Task: Retrieve all lines below that have the string "crate".

___ Supplied records

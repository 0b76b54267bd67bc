use axum::{
    body::Body,
    http::{HeaderValue, Request},
    middleware::Next,
    response::Response,
};
use std::{cell::RefCell, fmt, future::Future, time::Instant};
use tower_http::classify::{SharedClassifier, StatusInRangeAsFailures};
use tower_http::trace::{
    DefaultOnBodyChunk, DefaultOnEos, DefaultOnFailure, DefaultOnRequest, DefaultOnResponse,
    MakeSpan, TraceLayer,
};
use uuid::Uuid;

pub const REQUEST_ID_HEADER: &str = "x-request-id";

/// Request ID tracking information
#[derive(Clone, Debug)]
pub struct RequestId(pub String);

impl Default for RequestId {
    fn default() -> Self {
        RequestId(Uuid::new_v4().to_string())
    }
}

impl RequestId {
    pub fn new(value: impl Into<String>) -> Self {
        RequestId(value.into())
    }

    pub fn as_str(&self) -> &str {
        &self.0
    }
}

impl fmt::Display for RequestId {
    fn fmt(&self, f: &mut fmt::Formatter<'_>) -> fmt::Result {
        write!(f, "{}", self.0)
    }
}

tokio::task_local! {
    static CURRENT_REQUEST_ID: RefCell<Option<RequestId>>;
}

pub async fn scope_request_id<Fut, R>(request_id: RequestId, future: Fut) -> R
where
    Fut: Future<Output = R>,
{
    CURRENT_REQUEST_ID
        .scope(RefCell::new(Some(request_id)), future)
        .await
}

pub fn current_request_id() -> Option<RequestId> {
    CURRENT_REQUEST_ID
        .try_with(|cell| cell.borrow().clone())
        .ok()
        .flatten()
}

#[derive(Clone, Default)]
pub struct RequestSpanMaker;

impl<B> MakeSpan<B> for RequestSpanMaker {
    fn make_span(&mut self, request: &Request<B>) -> ::tracing::Span {
        let request_id = request
            .headers()
            .get(REQUEST_ID_HEADER)
            .and_then(|v| v.to_str().ok())
            .map(RequestId::new)
            .unwrap_or_default();

        ::tracing::info_span!(
            "http.request",
            request_id = %request_id,
            method = %request.method(),
            uri = %request.uri(),
        )
    }
}

/// HTTP trace layer; only 5xx responses count as failures.
pub fn configure_http_tracing() -> TraceLayer<
    SharedClassifier<StatusInRangeAsFailures>,
    RequestSpanMaker,
    DefaultOnRequest,
    DefaultOnResponse,
    DefaultOnBodyChunk,
    DefaultOnEos,
    DefaultOnFailure,
> {
    let classifier = SharedClassifier::new(StatusInRangeAsFailures::new(500..=599));
    TraceLayer::new(classifier)
        .make_span_with(RequestSpanMaker)
        .on_request(DefaultOnRequest::default())
        .on_response(DefaultOnResponse::default())
        .on_body_chunk(DefaultOnBodyChunk::default())
        .on_eos(DefaultOnEos::default())
        .on_failure(DefaultOnFailure::default())
}

/// Scopes the request id for the handler and echoes it back on the response.
pub async fn request_id_middleware(request: Request<Body>, next: Next) -> Response {
    let request_id = request
        .headers()
        .get(REQUEST_ID_HEADER)
        .and_then(|v| v.to_str().ok())
        .filter(|v| !v.trim().is_empty())
        .map(RequestId::new)
        .unwrap_or_default();

    let header = HeaderValue::from_str(request_id.as_str()).ok();
    let mut response = scope_request_id(request_id, next.run(request)).await;
    if let Some(value) = header {
        response.headers_mut().insert(REQUEST_ID_HEADER, value);
    }
    response
}

// Request logging middleware
pub async fn request_logging_middleware(request: Request<Body>, next: Next) -> Response {
    let method = request.method().clone();
    let uri = request.uri().clone();
    let start = Instant::now();

    ::tracing::info!(method = %method, uri = %uri, "Incoming request");

    let response = next.run(request).await;

    ::tracing::info!(
        method = %method,
        uri = %uri,
        status = response.status().as_u16(),
        elapsed_ms = start.elapsed().as_millis() as u64,
        "Request completed"
    );

    response
}

#[cfg(test)]
mod tests {
    use super::*;

    #[tokio::test]
    async fn request_id_is_visible_inside_scope_only() {
        assert!(current_request_id().is_none());
        let seen = scope_request_id(RequestId::new("abc"), async {
            current_request_id().map(|r| r.0)
        })
        .await;
        assert_eq!(seen.as_deref(), Some("abc"));
    }
}
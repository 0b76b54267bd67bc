use std::{net::SocketAddr, sync::Arc};

use anyhow::Context;
use http::HeaderValue;
use tokio::signal;
use tower_http::cors::{Any, CorsLayer};
use tracing::{error, info};

use brt_backoffice as api;

#[tokio::main]
async fn main() -> anyhow::Result<()> {
    let cfg = api::config::load_config().context("failed to load configuration")?;
    api::config::init_tracing(cfg.log_level(), cfg.log_json);
    api::handlers::health::init_start_time();

    // Init DB
    let db_pool = api::db::establish_connection_from_app_config(&cfg).await?;
    if cfg.auto_migrate {
        api::db::run_migrations(&db_pool).await.map_err(|e| {
            error!("Failed running migrations: {}", e);
            e
        })?;
    }
    let db_arc = Arc::new(db_pool);

    // One HTTP client serves every carrier service
    let client = api::carrier::BrtClient::from_config(&cfg.brt)
        .context("failed to build BRT client")?;
    let carriers = api::carrier::Carriers::from_client(Arc::new(client));
    let renderer: Arc<dyn api::services::documents::DocumentRenderer> =
        Arc::new(api::services::documents::PdfDocumentRenderer::new());

    let services = api::handlers::AppServices::new(db_arc.clone(), &cfg, carriers, renderer);

    let app_state = api::AppState {
        db: db_arc.clone(),
        config: cfg.clone(),
        services,
    };

    // Build CORS layer from config
    let configured_origins: Option<Vec<HeaderValue>> = cfg
        .cors_allowed_origins
        .as_ref()
        .map(|raw| {
            raw.split(',')
                .filter_map(|origin| {
                    let trimmed = origin.trim();
                    if trimmed.is_empty() {
                        None
                    } else {
                        HeaderValue::from_str(trimmed).ok()
                    }
                })
                .collect::<Vec<_>>()
        })
        .filter(|origins| !origins.is_empty());

    let cors_layer = if let Some(origins) = configured_origins {
        CorsLayer::new()
            .allow_origin(origins)
            .allow_methods(Any)
            .allow_headers(Any)
    } else if cfg.should_allow_permissive_cors() {
        info!("Using permissive CORS because explicit origins were not configured");
        CorsLayer::permissive()
    } else {
        anyhow::bail!(
            "Missing CORS configuration: set APP__CORS_ALLOWED_ORIGINS or APP__CORS_ALLOW_ANY_ORIGIN=true"
        );
    };

    let app = api::app_router(app_state).layer(cors_layer);

    // Bind and serve
    let ip: std::net::IpAddr = cfg
        .host
        .parse()
        .with_context(|| format!("invalid host address {}", cfg.host))?;
    let addr = SocketAddr::new(ip, cfg.port);
    info!("brt-backoffice listening on http://{}", addr);
    let listener = tokio::net::TcpListener::bind(addr).await?;

    axum::serve(listener, app.into_make_service())
        .with_graceful_shutdown(shutdown_signal())
        .await?;

    info!("brt-backoffice stopped");
    Ok(())
}

async fn shutdown_signal() {
    let ctrl_c = async {
        if let Err(e) = signal::ctrl_c().await {
            error!("failed to install Ctrl+C handler: {}", e);
            std::future::pending::<()>().await;
        }
    };

    #[cfg(unix)]
    let terminate = async {
        use tokio::signal::unix::{signal, SignalKind};

        match signal(SignalKind::terminate()) {
            Ok(mut sigterm) => {
                sigterm.recv().await;
            }
            Err(e) => {
                error!("failed to install SIGTERM handler: {}", e);
                std::future::pending::<()>().await;
            }
        }
    };

    #[cfg(not(unix))]
    let terminate = std::future::pending::<()>();

    tokio::select! {
        _ = ctrl_c => {},
        _ = terminate => {},
    }
}
/// Successful create answer echoing the request, with a PDF label.
pub fn created_response(data: &CreateData) -> CreateResponse {
    let reference = data.numeric_sender_reference.unwrap_or(0);
    let parcel = format!("0{}{:08}", SENDER, reference);
    CreateResponse {
        execution_message: ExecutionMessage {
            code: Some(0),
            severity: Some("INFO".into()),
            code_desc: Some("OK".into()),
            message: None,
        },
        arrival_terminal: Some("201".into()),
        arrival_depot: Some("201".into()),
        delivery_zone: Some("03".into()),
        departure_depot: data.departure_depot.clone(),
        sender_customer_code: Some(data.sender_customer_code.clone()),
        numeric_sender_reference: data.numeric_sender_reference,
        alphanumeric_sender_reference: data.alphanumeric_sender_reference.clone(),
        number_of_parcels: data.number_of_parcels,
        weight_kg: data.weight_kg,
        consignee_company_name: Some(data.consignee_company_name.clone()),
        labels: Some(Labels {
            label: vec![Label {
                parcel_id: Some(parcel.clone()),
                stream: Some(pdf_stream()),
                tracking_by_parcel_id: Some(format!("T{}", parcel)),
                ..Default::default()
            }],
        }),
        ..Default::default()
    }
}

pub fn pdf_stream() -> String {
    STANDARD.encode(b"%PDF-1.4\n% fake label\n%%EOF\n")
}

pub fn ok_execution() -> ExecutionResponse {
    ExecutionResponse {
        execution_message: ExecutionMessage {
            code: Some(0),
            ..Default::default()
        },
        ..Default::default()
    }
}

pub fn rejected(message: &str) -> CarrierError {
    CarrierError::rejected(Some(-1), message)
}

#[async_trait]
impl ShipmentApi for FakeCarrier {
    async fn create_shipment(&self, data: &CreateData) -> CarrierResult<CreateResponse> {
        self.record("create");
        self.created.lock().unwrap().push(data.clone());
        Self::pop(&self.create_results).unwrap_or_else(|| Ok(created_response(data)))
    }

    async fn confirm_shipment(&self, _key: &ShipmentKey) -> CarrierResult<ExecutionResponse> {
        self.record("confirm");
        Self::pop(&self.confirm_results).unwrap_or_else(|| Ok(ok_execution()))
    }

    async fn update_shipment(&self, data: &CreateData) -> CarrierResult<CreateResponse> {
        self.record("update");
        Self::pop(&self.update_results).unwrap_or_else(|| Ok(created_response(data)))
    }

    async fn delete_shipment(&self, _key: &ShipmentKey) -> CarrierResult<ExecutionResponse> {
        self.record("delete");
        Self::pop(&self.delete_results).unwrap_or_else(|| Ok(ok_execution()))
    }

    async fn reprint_label(&self, key: &ShipmentKey) -> CarrierResult<CreateResponse> {
        self.record("reprint");
        Self::pop(&self.reprint_results).unwrap_or_else(|| {
            let data = CreateData {
                sender_customer_code: key.sender_customer_code.clone(),
                numeric_sender_reference: Some(key.numeric_sender_reference),
                ..Default::default()
            };
            let mut response = created_response(&data);
            response.consignee_company_name = None;
            Ok(response)
        })
    }

    async fn routing_quote(&self, data: &CreateData) -> CarrierResult<RoutingResponse> {
        self.record("routing");
        Ok(RoutingResponse {
            arrival_terminal: Some("201".into()),
            arrival_depot: Some("201".into()),
            delivery_zone: Some("03".into()),
            service_type: data.service_type.clone(),
            ..Default::default()
        })
    }
}

#[async_trait]
impl TrackingApi for FakeCarrier {
    async fn tracking_by_parcel_id(&self, _parcel_id: &str) -> CarrierResult<TrackingResponse> {
        self.record("tracking");
        Ok(TrackingResponse {
            events: vec![TrackingEvent {
                data: Some("18.10.2026".into()),
                ora: Some("09.12".into()),
                descrizione: Some("PARTITA".into()),
                filiale: Some("MILANO".into()),
            }],
            ..Default::default()
        })
    }
}

#[async_trait]
impl OrmApi for FakeCarrier {
    async fn create_order(&self, payload: &OrmPayload) -> CarrierResult<OrmResponse> {
        self.record("orm_create");
        self.orm_payloads.lock().unwrap().push(payload.clone());
        Self::pop(&self.orm_create_results).unwrap_or_else(|| {
            Ok(OrmResponse {
                reservation_number: Some("R-1001".into()),
                status: Some("ACCEPTED".into()),
                ..Default::default()
            })
        })
    }

    async fn update_order(
        &self,
        _reservation_number: &str,
        payload: &OrmPayload,
    ) -> CarrierResult<OrmResponse> {
        self.record("orm_update");
        self.orm_payloads.lock().unwrap().push(payload.clone());
        Self::pop(&self.orm_update_results).unwrap_or_else(|| {
            Ok(OrmResponse {
                status: Some("UPDATED".into()),
                ..Default::default()
            })
        })
    }

    async fn get_order(&self, reservation_number: &str) -> CarrierResult<OrmResponse> {
        self.record("orm_get");
        Self::pop(&self.orm_get_results).unwrap_or_else(|| {
            Ok(OrmResponse {
                reservation_number: Some(reservation_number.to_string()),
                status: Some("SCHEDULED".into()),
                ..Default::default()
            })
        })
    }

    async fn cancel_order(&self, _reservation_number: &str) -> CarrierResult<OrmResponse> {
        self.record("orm_cancel");
        Self::pop(&self.orm_cancel_results).unwrap_or_else(|| {
            Ok(OrmResponse {
                status: Some("CANCELLED".into()),
                ..Default::default()
            })
        })
    }
}
#[derive(Debug, Clone, Default, Serialize, Deserialize, PartialEq)]
pub struct OrmForm {
    pub collection_date: Option<NaiveDate>,
    #[serde(default, deserialize_with = "lenient::opt_string")]
    pub collection_time_from: Option<String>,
    #[serde(default, deserialize_with = "lenient::opt_string")]
    pub collection_time_to: Option<String>,
    #[serde(default)]
    pub payer_type: String,
    #[serde(default, deserialize_with = "lenient::opt_i64")]
    pub number_of_parcels: Option<i64>,
    #[serde(default, deserialize_with = "lenient::opt_f64")]
    pub weight_kg: Option<f64>,
    #[serde(default, deserialize_with = "lenient::opt_f64")]
    pub volume_m3: Option<f64>,
    #[serde(default, deserialize_with = "lenient::opt_string")]
    pub goods_type: Option<String>,
    #[serde(default, deserialize_with = "lenient::opt_string")]
    pub notes: Option<String>,
    #[serde(default, deserialize_with = "lenient::opt_string")]
    pub customer_reference: Option<String>,

    #[serde(default, deserialize_with = "lenient::opt_string")]
    pub requester_name: Option<String>,
    #[serde(default, deserialize_with = "lenient::opt_string")]
    pub requester_phone: Option<String>,
    #[serde(default, deserialize_with = "lenient::opt_string")]
    pub requester_email: Option<String>,

    /// BRT account of the sender; replaces the sender address when set
    #[serde(default, deserialize_with = "lenient::opt_string")]
    pub sender_account_code: Option<String>,
    #[serde(default)]
    pub sender: OrmAddressForm,
    #[serde(default, deserialize_with = "lenient::opt_string")]
    pub sender_contact: Option<String>,
    #[serde(default, deserialize_with = "lenient::opt_string")]
    pub sender_phone: Option<String>,
    #[serde(default, deserialize_with = "lenient::opt_string")]
    pub sender_email: Option<String>,

    #[serde(default)]
    pub receiver: OrmAddressForm,

    #[serde(default, deserialize_with = "lenient::opt_string")]
    pub service_code: Option<String>,
    /// One `PARCELID|YYYY-MM-DD` per line
    #[serde(default, deserialize_with = "lenient::opt_string")]
    pub parcel_expiry: Option<String>,
}

#[derive(Debug, Clone, Default, Serialize, Deserialize, PartialEq)]
pub struct OrmAddressForm {
    #[serde(default)]
    pub name: String,
    #[serde(default)]
    pub address: String,
    #[serde(default)]
    pub zip: String,
    #[serde(default)]
    pub city: String,
    #[serde(default, deserialize_with = "lenient::opt_string")]
    pub province: Option<String>,
    #[serde(default)]
    pub country: String,
}

impl OrmAddressForm {
    fn is_blank(&self) -> bool {
        [&self.name, &self.address, &self.zip, &self.city, &self.country]
            .iter()
            .all(|v| v.trim().is_empty())
    }

    fn to_block(&self, who: &str, errors: &mut Vec<String>) -> Option<AddressBlock> {
        let fields = [
            ("name", &self.name),
            ("address", &self.address),
            ("ZIP code", &self.zip),
            ("city", &self.city),
            ("country", &self.country),
        ];
        let missing: Vec<&str> = fields
            .iter()
            .filter(|(_, v)| v.trim().is_empty())
            .map(|(label, _)| *label)
            .collect();
        if !missing.is_empty() {
            errors.push(format!("{} {} missing", who, missing.join(", ")));
            return None;
        }
        Some(AddressBlock {
            name: self.name.trim().to_string(),
            address: self.address.trim().to_string(),
            zip_code: self.zip.trim().to_string(),
            city: self.city.trim().to_string(),
            province: self.province.as_deref().map(|p| p.trim().to_ascii_uppercase()),
            country_code: self.country.trim().to_ascii_uppercase(),
        })
    }
}
//! Google OAuth flow routes
//!
//! Thin handlers over the session gate: every outcome is one of the two
//! fixed redirects.

use axum::{
    Router,
    extract::{Query, State},
    response::{IntoResponse, Redirect},
    routing::get,
};

use super::gate::CallbackParams;
use super::middleware::SessionContext;
use crate::AppState;
use crate::error::AppError;

/// Create authentication router
///
/// Routes:
/// - GET /auth/google - Redirect to Google
/// - GET /auth/google/callback - OAuth callback
/// - GET /logout - Logout
pub fn auth_router() -> Router<AppState> {
    Router::new()
        .route("/auth/google", get(google_redirect))
        .route("/auth/google/callback", get(google_callback))
        .route("/logout", get(logout))
}

/// GET /auth/google
///
/// Redirects the user to Google's authorization page.
async fn google_redirect(State(state): State<AppState>) -> impl IntoResponse {
    let url = state.gate.begin_login();
    Redirect::to(url.as_str())
}

/// GET /auth/google/callback
///
/// Handles the OAuth callback from Google. Success lands on `/profile`;
/// any failure redirects back to `/` via the error response mapping.
async fn google_callback(
    State(state): State<AppState>,
    ctx: SessionContext,
    Query(params): Query<CallbackParams>,
) -> Result<Redirect, AppError> {
    state.gate.complete_login(&ctx.id, params).await?;
    Ok(Redirect::to("/profile"))
}

/// GET /logout
///
/// Clears the session's authentication state and redirects home.
async fn logout(
    State(state): State<AppState>,
    ctx: SessionContext,
) -> Result<Redirect, AppError> {
    state.gate.logout(&ctx.id).await?;
    Ok(Redirect::to("/"))
}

______

Solution to the problem:
use crate::AppState;
use crate::error::AppError;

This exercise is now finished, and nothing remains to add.